Ebola: Everything You Need To Know Right Now
The current Ebola outbreak, unlike others throughout history, is lasting a very long time; with cases now being reported on a variety of continents well outside of its equatorial African origin.
I'm not especially worried about Ebola striking me or my loved ones, for reasons I'll explain in a moment. But I'm growing increasingly concerned about government response to the outbreak.
So let's spend some time understanding the nature of Ebola, specifically, and viral contagion, more generally. At the very least, Ebola can serve as an instructive reminder about how our society's responses to a viral outbreak could prove to be at least as disruptive and damaging as the virus itself.
While very often cited as being 90% fatal once contracted, Ebola is rarely that lethal. In fact it was only that lethal in a single isolated outbreak. A 50% to 70% mortality rate is more common. As of Oct 10 2014, the latest outbreak had afflicted 8,376 and killed 4,024 -- a mortality rate of 48%.
This places the Ebola strain responsible for the latest outbreak on the lower end of the Ebola lethality scale. Don't misunderstand me: this is still a very deadly virus, to be sure. But it's not a guaranteed death sentence, either.
Viruses come in a wide variety of types and shapes. But the general structure they all share is that they have some form of nuclear material, either DNA itself or RNA, housed inside of a protein capsule. Think of a peanut M&M, where the peanut is the genetic payload and the outer coatings serve both a protective purpose (while the virus is seeking a new host) and as the means of docking with a host's cell.
That’s really all a virus is. A few proteins and some genetic material. No membranes, no sexual merging of genetic material, and no ability to replicate themselves all on their own. There are debates still ongoing today as to whether a virus should even be considered a living thing.
The life cycle of a virus is very simple. A virus particle will dock with a target host cell (most viruses are highly specific for the precise sorts of cells they will and won’t bind to), insert its genetic payload which hijacks the host’s replicative machinery, replicate the genetic payload wildly which codes for both new genetic material and protein capsule subunits, and then reassemble lots of intact virus particles which then escape the host cell to go and find other cells to infect.
Within a mammalian host, once a virus attack is recognized, an antibody response is mounted and the fight is on. As the virus particles escape the host cell (which is usually damaged or killed as a consequence of having been hijacked) it is vulnerable to being identified by a host antibody, itself a highly-specialized protein that will 'dock' with a virus particle more or less permanently (they bind together very tightly) and thereby incapacitate the virus’ ability to dock to a new host cell.
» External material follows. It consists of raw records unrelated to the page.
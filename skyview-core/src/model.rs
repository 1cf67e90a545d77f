use chrono::{NaiveDate, NaiveDateTime, Timelike};
use serde::{Deserialize, Serialize};

/// Upper bound on the number of entries in the hourly timeline.
pub const HOURLY_LIMIT: usize = 8;

/// Measurement system requested from the API and used for display.
#[derive(Debug, Clone, Copy, PartialEq, Eq, Hash, Default, Serialize, Deserialize)]
#[serde(rename_all = "lowercase")]
pub enum Units {
    #[default]
    Metric,
    Imperial,
}

impl Units {
    /// Value of the `units` query parameter.
    pub fn as_str(&self) -> &'static str {
        match self {
            Units::Metric => "metric",
            Units::Imperial => "imperial",
        }
    }

    pub fn symbol(&self) -> &'static str {
        match self {
            Units::Metric => "°C",
            Units::Imperial => "°F",
        }
    }

    pub fn wind_unit(&self) -> &'static str {
        match self {
            Units::Metric => "m/s",
            Units::Imperial => "mph",
        }
    }

    pub fn toggled(self) -> Self {
        match self {
            Units::Metric => Units::Imperial,
            Units::Imperial => Units::Metric,
        }
    }
}

impl std::fmt::Display for Units {
    fn fmt(&self, f: &mut std::fmt::Formatter<'_>) -> std::fmt::Result {
        f.write_str(self.as_str())
    }
}

#[derive(Debug, Clone, Copy, PartialEq, Serialize, Deserialize)]
pub struct Coordinates {
    pub lat: f64,
    pub lon: f64,
}

/// The `weather[0]` block shared by current and forecast payloads.
#[derive(Debug, Clone, PartialEq, Eq, Serialize, Deserialize)]
pub struct Condition {
    pub main: String,
    pub description: String,
    pub icon: String,
}

/// Current conditions for one city.
#[derive(Debug, Clone, PartialEq, Serialize, Deserialize)]
pub struct WeatherSnapshot {
    /// Canonical city name as returned by the API.
    pub city: String,
    pub country: String,
    pub temperature: f64,
    pub feels_like: f64,
    pub condition: Condition,
    pub wind_speed: f64,
    pub humidity_pct: u8,
}

#[derive(Debug, Clone, PartialEq, Serialize, Deserialize)]
pub struct ForecastEntry {
    pub timestamp: NaiveDateTime,
    pub temperature: f64,
    pub condition: Condition,
}

/// Forecast at 3-hour steps, in the order the API returned it.
#[derive(Debug, Clone, PartialEq, Default, Serialize, Deserialize)]
pub struct ForecastList {
    pub entries: Vec<ForecastEntry>,
}

impl ForecastList {
    pub fn new(entries: Vec<ForecastEntry>) -> Self {
        Self { entries }
    }

    /// One entry per day: the slots stamped exactly at noon.
    pub fn daily(&self) -> impl Iterator<Item = &ForecastEntry> {
        self.entries.iter().filter(|e| {
            let t = e.timestamp.time();
            t.hour() == 12 && t.minute() == 0 && t.second() == 0
        })
    }

    /// Slots falling on `today`, at most [`HOURLY_LIMIT`] of them.
    pub fn hourly(&self, today: NaiveDate) -> impl Iterator<Item = &ForecastEntry> {
        self.entries
            .iter()
            .filter(move |e| e.timestamp.date() == today)
            .take(HOURLY_LIMIT)
    }

    pub fn len(&self) -> usize {
        self.entries.len()
    }

    pub fn is_empty(&self) -> bool {
        self.entries.is_empty()
    }
}

/// Current conditions and forecast fetched together for one search.
#[derive(Debug, Clone, PartialEq)]
pub struct WeatherReport {
    pub current: WeatherSnapshot,
    pub forecast: ForecastList,
}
With lethal viruses, something goes wrong with this process. Either the virus replicates too quickly for the host to counter effectively, or the virus tricks the immune response into either too little or too much activity -- both conditions which can end poorly for the host.
For example, the Spanish flu epidemic of 1918 preferentially killed those between the ages of 20 and 40. This was unusual because it's exactly opposite the flu mortality patterns we normally expect, where the very young and the very old are the most susceptible.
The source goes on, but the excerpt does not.